Friday, February 19, 2010

Jon Toigo excerpt on storage virtualization

On to a New Decade

In 2010, vendor marketing campaigns will ramp up with the usual hype.
By Jon William Toigo - Feb 2010
http://esj.com/Articles/2010/02/02/Storage-New-Decade.aspx?Page=1

Interestingly, server virtualization has breathed new life into storage virtualization -- resurrecting the technology from the rubble of the late 1990s tech industry meltdown and driving it into the mainstream.

Server virtualization claims to optimize CPU and memory resources in commodity servers by separating the application software (and in some cases the operating system) layer from the underlying hardware platform, then inserting a hypervisor of some intelligence into the allocation of hardware resources to apps. Storage virtualization takes a similar tack: a storage virtualization software layer abstracts the "value-add" software functionality from storage array controllers and places it into a software layer.
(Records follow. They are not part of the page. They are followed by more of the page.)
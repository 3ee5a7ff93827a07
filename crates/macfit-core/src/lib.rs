//! Core configuration model shared by extraction, matching, and the JSON boundary.

use std::fmt;

use chrono::{DateTime, TimeZone, Utc};
use serde::{Deserialize, Serialize};
use thiserror::Error;

pub const CRATE_NAME: &str = "macfit-core";

/// Serialized form of [`Chip::UnknownMSeries`].
pub const UNKNOWN_M_SERIES: &str = "M-Series (Unknown)";

/// Serialized form of [`Chip::NotFound`].
pub const NO_CHIP: &str = "N/A";

/// Closed set of product families a capture can belong to.
#[derive(Debug, Clone, Copy, PartialEq, Eq, Hash, PartialOrd, Ord, Serialize, Deserialize)]
pub enum Category {
    #[serde(rename = "MacBook")]
    MacBook,
    #[serde(rename = "Desktop")]
    DesktopMac,
    #[serde(rename = "iPhone")]
    IPhone,
    #[serde(rename = "Mac")]
    Mac,
}

impl Category {
    /// Mac-family categories are expected to carry an Apple-silicon chip token.
    pub fn expects_apple_silicon(self) -> bool {
        matches!(self, Self::MacBook | Self::DesktopMac | Self::Mac)
    }

    pub fn as_str(self) -> &'static str {
        match self {
            Self::MacBook => "MacBook",
            Self::DesktopMac => "Desktop",
            Self::IPhone => "iPhone",
            Self::Mac => "Mac",
        }
    }
}

impl fmt::Display for Category {
    fn fmt(&self, f: &mut fmt::Formatter<'_>) -> fmt::Result {
        f.write_str(self.as_str())
    }
}

/// Chip identifier with a distinguished "present but unidentified" state.
///
/// `UnknownMSeries` means the page is a Mac page but no `M<n>` token was found;
/// `NotFound` means no chip information exists at all. Both serialize to fixed
/// strings so the persisted record never carries a null chip.
#[derive(Debug, Clone, PartialEq, Eq, Hash, PartialOrd, Ord, Default, Serialize, Deserialize)]
#[serde(from = "String", into = "String")]
pub enum Chip {
    Identified(String),
    UnknownMSeries,
    #[default]
    NotFound,
}

impl Chip {
    /// Normalizes a matched token: upper-cased with all whitespace removed
    /// (`"m3 pro"` becomes `"M3PRO"`).
    pub fn identified(token: &str) -> Self {
        let normalized = token
            .chars()
            .filter(|c| !c.is_whitespace())
            .collect::<String>()
            .to_uppercase();
        if normalized.is_empty() {
            Self::NotFound
        } else {
            Self::Identified(normalized)
        }
    }

    pub fn is_present(&self) -> bool {
        !matches!(self, Self::NotFound)
    }

    /// The normalized token, only for identified chips.
    pub fn token(&self) -> Option<&str> {
        match self {
            Self::Identified(token) => Some(token),
            _ => None,
        }
    }

    pub fn as_str(&self) -> &str {
        match self {
            Self::Identified(token) => token,
            Self::UnknownMSeries => UNKNOWN_M_SERIES,
            Self::NotFound => NO_CHIP,
        }
    }
}

impl From<String> for Chip {
    fn from(value: String) -> Self {
        let trimmed = value.trim();
        match trimmed {
            UNKNOWN_M_SERIES => Self::UnknownMSeries,
            "" | NO_CHIP => Self::NotFound,
            _ => Self::identified(trimmed),
        }
    }
}

impl From<Chip> for String {
    fn from(value: Chip) -> Self {
        value.as_str().to_string()
    }
}

impl fmt::Display for Chip {
    fn fmt(&self, f: &mut fmt::Formatter<'_>) -> fmt::Result {
        f.write_str(self.as_str())
    }
}

#[derive(Debug, Clone, Copy, PartialEq, Eq, Hash, Serialize, Deserialize)]
#[serde(rename_all = "snake_case")]
pub enum SpecField {
    Chip,
    CpuCores,
    GpuCores,
    RamGb,
    StorageGb,
    DisplaySize,
    Color,
    Price,
}

/// Provenance pointer: which extraction rule populated a field, and from what text.
#[derive(Debug, Clone, PartialEq, Eq, Serialize, Deserialize)]
pub struct Evidence {
    pub field: SpecField,
    pub rule_id: String,
    pub snippet: String,
}

/// Extractor output handed to the validator.
///
/// Unmatched numeric fields stay at 0 ("not determined"), the chip at its
/// default state. Only fields that were actually matched have an [`Evidence`].
#[derive(Debug, Clone, PartialEq, Eq, Serialize, Deserialize)]
pub struct PartialRecord {
    pub base_name: String,
    pub category: Category,
    pub chip: Chip,
    pub cpu_cores: u32,
    pub gpu_cores: u32,
    pub ram_gb: u32,
    pub storage_gb: u32,
    pub display_size: Option<String>,
    pub color: Option<String>,
    pub source_ref: String,
    pub evidence: Vec<Evidence>,
}

impl PartialRecord {
    pub fn empty(base_name: impl Into<String>, category: Category, source_ref: impl Into<String>) -> Self {
        Self {
            base_name: base_name.into(),
            category,
            chip: Chip::NotFound,
            cpu_cores: 0,
            gpu_cores: 0,
            ram_gb: 0,
            storage_gb: 0,
            display_size: None,
            color: None,
            source_ref: source_ref.into(),
            evidence: Vec::new(),
        }
    }

    pub fn evidence_for(&self, field: SpecField) -> Option<&Evidence> {
        self.evidence.iter().find(|e| e.field == field)
    }
}

/// A validated configuration. Base fields are frozen once the validator emits it.
#[derive(Debug, Clone, PartialEq, Eq, Hash, Serialize, Deserialize)]
pub struct ConfigurationRecord {
    pub name: String,
    #[serde(default)]
    pub base_name: String,
    #[serde(alias = "type")]
    pub category: Category,
    pub chip: Chip,
    pub cpu_cores: u32,
    pub gpu_cores: u32,
    pub ram_gb: u32,
    pub storage_gb: u32,
    #[serde(alias = "price_inr")]
    pub price: u64,
    #[serde(alias = "source_url")]
    pub source_ref: String,
}

/// Display name for a configuration.
///
/// iPhones read `<base> (<storage>GB)`; Mac-family records read
/// `<base> <chip> (<ram>GB RAM, <storage>GB SSD)` with unknown parts omitted.
pub fn display_name(base_name: &str, category: Category, chip: &Chip, ram_gb: u32, storage_gb: u32) -> String {
    if category == Category::IPhone {
        return if storage_gb > 0 {
            format!("{base_name} ({storage_gb}GB)")
        } else {
            base_name.to_string()
        };
    }

    let mut name = base_name.to_string();
    if let Some(token) = chip.token() {
        name.push(' ');
        name.push_str(token);
    }
    let mut parts = Vec::new();
    if ram_gb > 0 {
        parts.push(format!("{ram_gb}GB RAM"));
    }
    if storage_gb > 0 {
        parts.push(format!("{storage_gb}GB SSD"));
    }
    if !parts.is_empty() {
        name.push_str(&format!(" ({})", parts.join(", ")));
    }
    name
}

/// A record plus its advisory value score; the base record is untouched.
#[derive(Debug, Clone, PartialEq, Serialize, Deserialize)]
pub struct ScoredRecord {
    #[serde(flatten)]
    pub record: ConfigurationRecord,
    pub value_score: f64,
}

/// Ordered collection of validated records, in first-capture order.
///
/// Appending does not check identity; ingestion goes through the deduplicator.
#[derive(Debug, Clone, Default, PartialEq, Eq, Serialize, Deserialize)]
#[serde(transparent)]
pub struct Catalog {
    records: Vec<ConfigurationRecord>,
}

impl Catalog {
    pub fn new() -> Self {
        Self::default()
    }

    /// Wraps records that are already deduplicated (e.g. a loaded snapshot).
    pub fn from_records(records: Vec<ConfigurationRecord>) -> Self {
        Self { records }
    }

    pub fn push(&mut self, record: ConfigurationRecord) {
        self.records.push(record);
    }

    pub fn records(&self) -> &[ConfigurationRecord] {
        &self.records
    }

    pub fn iter(&self) -> std::slice::Iter<'_, ConfigurationRecord> {
        self.records.iter()
    }

    pub fn len(&self) -> usize {
        self.records.len()
    }

    pub fn is_empty(&self) -> bool {
        self.records.is_empty()
    }

    pub fn into_records(self) -> Vec<ConfigurationRecord> {
        self.records
    }
}

impl<'a> IntoIterator for &'a Catalog {
    type Item = &'a ConfigurationRecord;
    type IntoIter = std::slice::Iter<'a, ConfigurationRecord>;

    fn into_iter(self) -> Self::IntoIter {
        self.records.iter()
    }
}

/// Point-in-time catalog in its persisted two-field shape.
#[derive(Debug, Clone, PartialEq, Serialize, Deserialize)]
pub struct CatalogSnapshot {
    /// Unix seconds (fractional) at which the snapshot was produced.
    pub timestamp: f64,
    pub products: Catalog,
}

impl CatalogSnapshot {
    pub fn new(products: Catalog, taken_at: DateTime<Utc>) -> Self {
        let timestamp =
            taken_at.timestamp() as f64 + f64::from(taken_at.timestamp_subsec_nanos()) / 1_000_000_000.0;
        Self { timestamp, products }
    }

    pub fn empty() -> Self {
        Self {
            timestamp: 0.0,
            products: Catalog::new(),
        }
    }

    pub fn taken_at(&self) -> Option<DateTime<Utc>> {
        if !self.timestamp.is_finite() || self.timestamp <= 0.0 {
            return None;
        }
        let secs = self.timestamp.trunc() as i64;
        let nanos = (self.timestamp.fract() * 1_000_000_000.0).round() as u32;
        Utc.timestamp_opt(secs, nanos.min(999_999_999)).single()
    }
}

/// Why a partial record never made it into the catalog.
#[derive(Debug, Clone, Copy, PartialEq, Eq, Hash, Serialize, Deserialize, Error)]
#[serde(rename_all = "snake_case")]
pub enum RejectReason {
    #[error("no positive price found in candidate text")]
    MissingPrice,
    #[error("storage size not determined")]
    MissingStorage,
    #[error("no chip information found")]
    MissingChip,
}

impl RejectReason {
    pub fn code(self) -> &'static str {
        match self {
            Self::MissingPrice => "missing_price",
            Self::MissingStorage => "missing_storage",
            Self::MissingChip => "missing_chip",
        }
    }
}

#[cfg(test)]
mod tests {
    use super::*;

    fn record(price: u64) -> ConfigurationRecord {
        ConfigurationRecord {
            name: "Mac mini M4 (16GB RAM, 256GB SSD)".into(),
            base_name: "Mac mini".into(),
            category: Category::DesktopMac,
            chip: Chip::identified("M4"),
            cpu_cores: 10,
            gpu_cores: 10,
            ram_gb: 16,
            storage_gb: 256,
            price,
            source_ref: "https://www.apple.com/in/shop/buy-mac/mac-mini".into(),
        }
    }

    #[test]
    fn chip_tokens_are_upper_cased_without_whitespace() {
        assert_eq!(Chip::identified("m3 pro"), Chip::Identified("M3PRO".into()));
        assert_eq!(Chip::identified("M4  Max").as_str(), "M4MAX");
        assert_eq!(Chip::identified("  "), Chip::NotFound);
    }

    #[test]
    fn loaded_chips_normalize_like_extracted_ones() {
        let loaded: Chip = serde_json::from_str("\"M3 Pro\"").unwrap();
        assert_eq!(loaded, Chip::identified("m3 pro"));
        assert_eq!(loaded.as_str(), "M3PRO");
    }

    #[test]
    fn chip_sentinel_is_distinct_from_absence() {
        assert!(Chip::UnknownMSeries.is_present());
        assert!(!Chip::NotFound.is_present());
        assert_eq!(Chip::UnknownMSeries.token(), None);

        let json = serde_json::to_string(&Chip::UnknownMSeries).unwrap();
        assert_eq!(json, "\"M-Series (Unknown)\"");
        let back: Chip = serde_json::from_str(&json).unwrap();
        assert_eq!(back, Chip::UnknownMSeries);
        let absent: Chip = serde_json::from_str("\"N/A\"").unwrap();
        assert_eq!(absent, Chip::NotFound);
    }

    #[test]
    fn record_serializes_to_flat_field_set() {
        let value = serde_json::to_value(record(59_900)).unwrap();
        let obj = value.as_object().unwrap();
        assert_eq!(obj["category"], "Desktop");
        assert_eq!(obj["chip"], "M4");
        assert_eq!(obj["price"], 59_900);
        assert!(obj.values().all(|v| !v.is_object() && !v.is_array()));
    }

    #[test]
    fn record_loads_legacy_field_names() {
        let legacy = r#"{
            "name": "iPhone 16 Pro (256GB)",
            "base_name": "iPhone 16 Pro",
            "type": "iPhone",
            "chip": "N/A",
            "cpu_cores": 0,
            "gpu_cores": 0,
            "ram_gb": 0,
            "storage_gb": 256,
            "price_inr": 129900,
            "source_url": "https://www.apple.com/in/shop/buy-iphone/iphone-16-pro/x"
        }"#;
        let rec: ConfigurationRecord = serde_json::from_str(legacy).unwrap();
        assert_eq!(rec.category, Category::IPhone);
        assert_eq!(rec.price, 129_900);
        assert_eq!(rec.chip, Chip::NotFound);
    }

    #[test]
    fn display_names_follow_category() {
        assert_eq!(
            display_name("Mac mini", Category::DesktopMac, &Chip::identified("m4 pro"), 24, 512),
            "Mac mini M4PRO (24GB RAM, 512GB SSD)"
        );
        assert_eq!(
            display_name("iMac", Category::DesktopMac, &Chip::UnknownMSeries, 0, 256),
            "iMac (256GB SSD)"
        );
        assert_eq!(
            display_name("iPhone 16 Pro", Category::IPhone, &Chip::NotFound, 0, 1024),
            "iPhone 16 Pro (1024GB)"
        );
    }

    #[test]
    fn snapshot_keeps_two_field_shape() {
        let taken_at = Utc.with_ymd_and_hms(2026, 3, 1, 6, 0, 0).single().unwrap();
        let snapshot = CatalogSnapshot::new(Catalog::from_records(vec![record(59_900)]), taken_at);
        let value = serde_json::to_value(&snapshot).unwrap();
        let keys = value.as_object().unwrap().keys().cloned().collect::<Vec<_>>();
        assert_eq!(keys, vec!["products".to_string(), "timestamp".to_string()]);
        assert!(value["products"].is_array());
        assert_eq!(snapshot.taken_at(), Some(taken_at));
        assert_eq!(CatalogSnapshot::empty().taken_at(), None);
    }

    #[test]
    fn reject_reason_codes_are_stable() {
        assert_eq!(RejectReason::MissingPrice.code(), "missing_price");
        let json = serde_json::to_string(&RejectReason::MissingStorage).unwrap();
        assert_eq!(json, "\"missing_storage\"");
    }
}
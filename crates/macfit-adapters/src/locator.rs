//! Structured locator parsing for configurations whose identity is encoded in
//! the page path, e.g. `/buy-iphone/iphone-16-pro/6.3%22-display-256gb-black-titanium`.

use std::sync::LazyLock;

use regex::Regex;

static SCREEN_SIZE_TOKEN: LazyLock<Regex> =
    LazyLock::new(|| Regex::new(r#"^(\d+(?:\.\d+)?)(?:"|in|inch)$"#).expect("screen size pattern compiles"));
static STORAGE_TOKEN: LazyLock<Regex> =
    LazyLock::new(|| Regex::new(r"(?i)^(\d+)(gb|tb)$").expect("storage token pattern compiles"));

/// Display sizes that turn a base model into its large variant.
const LARGE_DISPLAY_SIZES: [&str; 2] = ["6.7", "6.9"];

#[derive(Debug, Clone, PartialEq, Eq)]
pub struct LocatorSpecs {
    pub model_segment: String,
    pub display_size: Option<String>,
    pub storage_gb: u32,
    pub storage_token: Option<String>,
    pub color: Option<String>,
}

impl LocatorSpecs {
    /// `iphone-16-pro` with a 6.9" display reads `iPhone 16 Pro Max`.
    pub fn base_name(&self) -> String {
        let mut name = self
            .model_segment
            .split('-')
            .filter(|part| !part.is_empty())
            .map(title_case)
            .collect::<Vec<_>>()
            .join(" ")
            .replace("Iphone", "iPhone");
        if let Some(size) = self.display_size.as_deref() {
            if LARGE_DISPLAY_SIZES.contains(&size) {
                if name.to_lowercase().contains("pro") {
                    name.push_str(" Max");
                } else {
                    name.push_str(" Plus");
                }
            }
        }
        name
    }
}

fn title_case(word: &str) -> String {
    let mut chars = word.chars();
    match chars.next() {
        Some(first) => first.to_uppercase().chain(chars).collect(),
        None => String::new(),
    }
}

fn decode_segment(segment: &str) -> String {
    urlencoding::decode(segment)
        .map(|s| s.into_owned())
        .unwrap_or_else(|_| segment.to_string())
}

/// Splits the locator into path segments and maps the known tokens of the
/// last segment. Unrecognized tokens are ignored; `None` only when there are
/// fewer than two path segments to work with.
pub fn parse_locator(locator: &str) -> Option<LocatorSpecs> {
    let path = locator.split(['?', '#']).next().unwrap_or_default();
    let segments = path
        .split('/')
        .filter(|s| !s.is_empty())
        .map(decode_segment)
        .collect::<Vec<_>>();
    let [.., model_segment, config_segment] = segments.as_slice() else {
        return None;
    };

    let mut specs = LocatorSpecs {
        model_segment: model_segment.to_ascii_lowercase(),
        display_size: None,
        storage_gb: 0,
        storage_token: None,
        color: None,
    };
    let mut color_words = Vec::new();

    for token in config_segment.split('-').filter(|t| !t.is_empty()) {
        if let Some(caps) = SCREEN_SIZE_TOKEN.captures(token) {
            specs.display_size = Some(caps[1].to_string());
        } else if let Some(caps) = STORAGE_TOKEN.captures(token) {
            let Ok(amount) = caps[1].parse::<u32>() else {
                continue;
            };
            let factor = if caps[2].eq_ignore_ascii_case("tb") { 1024 } else { 1 };
            if let Some(gb) = amount.checked_mul(factor) {
                specs.storage_gb = gb;
                specs.storage_token = Some(token.to_string());
            }
        } else if specs.storage_token.is_some() && token.chars().all(|c| c.is_ascii_alphabetic()) {
            color_words.push(token.to_ascii_lowercase());
        }
    }

    if !color_words.is_empty() {
        specs.color = Some(color_words.join(" "));
    }
    Some(specs)
}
The fundamental merit of this approach, which has crystallized in products from DataCore, FalconStor Software and a few others, is that it enables value-add software functions to be applied across all connected storage hardware, regardless of the brand name on each box. That helps to eliminate consumer lock-ins to proprietary storage vendor rigs and to save big on current on-array software licensing fees.

In the latest developments, DataCore Software has set new industry records by creating stable virtual volumes from commodity disk of a petabyte or greater in size. Their Advanced Site Recovery...are enabling data protection to reach a new level without the associated cost of requiring identical name-brand equipment at your production and disaster recovery environments.

Storage virtualization makes enormous sense from a resource efficiency perspective as well as a cost perspective. By establishing value-add functionality in a software layer that scales independently of hardware, hardware vendors can focus on improving the speeds and feeds of their rigs without concerning themselves with maintaining a complex set of software functions that tend to break more often than the hardware.